Location, location, location

Real estate in big cities like New York or London has become a favored method for criminals to launder money. It’s a safer and more lucrative place to park ill-gotten gains than a bank: Prices are steadily rising, it can generate rental income, and the regulatory obligations for real-estate sellers and brokers to “know their customer” are much looser than for banks. And if they need cash, buyers can take loans out against the asset, creating a source of “clean” funds.

“It is apparent in our data that essentially criminals are parking dirty money, criminal proceeds, in luxury real estate, as a place to hide it, as well as place to invest it, as well as a place to enjoy it,” Jennifer Shasky Calvery, then the  director of the US Financial Crimes Enforcement Network (Fincen), told Quartz last year.

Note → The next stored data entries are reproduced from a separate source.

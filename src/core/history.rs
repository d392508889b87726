//! Phase transition history.
//!
//! The controller records every phase change so a shell (or a test) can
//! see how a session unfolded, including the terminal `Won`/`Failed` hop
//! that is immediately followed by the reset to `Idle`.

use super::phase::Phase;
use chrono::{DateTime, Utc};
use serde::{Deserialize, Serialize};
use std::time::Duration;

/// One recorded phase change.
#[derive(Clone, Debug, PartialEq, Serialize, Deserialize)]
pub struct PhaseTransition {
    pub from: Phase,
    pub to: Phase,
    /// Length of the computer sequence when the change happened.
    pub round: usize,
    pub timestamp: DateTime<Utc>,
}

impl PhaseTransition {
    /// Record a change stamped with the current time.
    pub fn now(from: Phase, to: Phase, round: usize) -> Self {
        Self {
            from,
            to,
            round,
            timestamp: Utc::now(),
        }
    }
}

/// Ordered history of phase changes.
///
/// `record` returns a new history and leaves the original untouched.
///
/// # Example
///
/// ```rust
/// use simon::core::{Phase, PhaseHistory, PhaseTransition};
///
/// let history = PhaseHistory::new()
///     .record(PhaseTransition::now(Phase::Idle, Phase::ComputerPlaying, 1))
///     .record(PhaseTransition::now(Phase::ComputerPlaying, Phase::AwaitingHuman, 1));
///
/// assert_eq!(
///     history.get_path(),
///     vec![&Phase::Idle, &Phase::ComputerPlaying, &Phase::AwaitingHuman]
/// );
/// assert_eq!(history.count_entries(Phase::AwaitingHuman), 1);
/// ```
#[derive(Clone, Debug, Default, PartialEq, Serialize, Deserialize)]
pub struct PhaseHistory {
    transitions: Vec<PhaseTransition>,
}

impl PhaseHistory {
    pub fn new() -> Self {
        Self {
            transitions: Vec::new(),
        }
    }

    /// Record a transition, returning a new history.
    pub fn record(&self, transition: PhaseTransition) -> Self {
        let mut transitions = self.transitions.clone();
        transitions.push(transition);
        Self { transitions }
    }

    /// Phases traversed: the first `from`, then every `to`.
    pub fn get_path(&self) -> Vec<&Phase> {
        let mut path = Vec::new();
        if let Some(first) = self.transitions.first() {
            path.push(&first.from);
        }
        for transition in &self.transitions {
            path.push(&transition.to);
        }
        path
    }

    /// How many times the session entered `phase`.
    pub fn count_entries(&self, phase: Phase) -> usize {
        self.transitions.iter().filter(|t| t.to == phase).count()
    }

    /// The terminal phase of the most recent session, if it has ended.
    pub fn last_terminal(&self) -> Option<Phase> {
        self.transitions
            .iter()
            .rev()
            .map(|t| t.to)
            .find(Phase::is_final)
    }

    /// Time from first to last recorded transition.
    pub fn duration(&self) -> Option<Duration> {
        let (first, last) = (self.transitions.first()?, self.transitions.last()?);
        last.timestamp
            .signed_duration_since(first.timestamp)
            .to_std()
            .ok()
    }

    pub fn last(&self) -> Option<&PhaseTransition> {
        self.transitions.last()
    }

    pub fn transitions(&self) -> &[PhaseTransition] {
        &self.transitions
    }

    pub fn is_empty(&self) -> bool {
        self.transitions.is_empty()
    }
}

At the time, Fincen was setting up a kind of sting operation. In major real-estate markets, it instituted rules requiring shell companies that make all-cash purchases of real estate to disclose their true owners. In the first year of the operation, about 30% of these transactions were linked to people whom banks had previously identified to Fincen as suspected money launderers.

Manafort about town

Why is Manafort under scrutiny? Well, he made all-cash purchases of real estate through shell companies and then took out loans against them. None of this is illegal in itself, but it was exactly the pattern that Fincen identified as a signal of possible money laundering. WNYC investigated these transactions in detail:

Between 2006 and 2013, Manafort bought three homes in New York City, paying the full amount each time, so there was no mortgage. Then, between April 2015 and January 2017 – a time span that included his service with the Trump campaign – Manafort borrowed about $12 million against those three New York City homes: one in Trump Tower, one in Soho, and one in Carroll Gardens, Brooklyn.

The purchases were initially made by shell companies before they were transferred into Manafort’s name without payment.

In a statement after the WNYC story, Manafort said the purchases were above-board: ”There is nothing out of the ordinary about them and I am confident anyone who isn’t afflicted with scandal-fever will come to the same conclusion.”

Timing is everything

The questions about these purchases are linked to Manafort’s other activities at the time. During the period when he bought those homes, it has been alleged that he was receiving payments from powerful businessmen, some with reputed criminal connections, in Ukraine and Russia.

The New York Times, for example, reported on ledgers (paywall) discovered after Ukraine’s former president, Viktor Yanukovych, fled the country. The ledgers detail payments of some $12.7 million made to Manafort from 2007 to 2012, approximately the same period he was purchasing the New York City real estate. He has denied receiving those payments.

More recently, the Associated Press has reported that in 2006, Manafort signed a $10 million contract with Russian oligarch Oleg Deripaska, an associate of president Vladimir Putin, to promote Russian interests in the US. While both Manafort and Deripaska acknowledge their relationship, they say it was consulting work, not lobbying. (Manafort did not file the legal disclosures required in the US to lobby for foreign interests during that period.)

And today, NBC reports that Manafort’s accounts at a bank in Cyprus between 2007 and 2012 raised questions of potential money laundering. When the bank asked him to provide more information about the accounts, Manafort instead closed them. A Manafort spokesperson told NBC that “all were legitimate entities and established for lawful ends.”

Red flag or coincidence?

Manafort has consistently said his political consulting work is no different from what lobbyists do for any other interests in a democracy, however unsavory the clients. Perhaps it was simply his misfortune to be tied to the Trump campaign at the time it was attacking a rival for foreign connections and benefitting from bold interference by Russian intelligence.

But, if you want to understand why investigators are so interested, it’s because Manafort’s financial transactions fit the pattern commonly used to launder illicit funds into the US.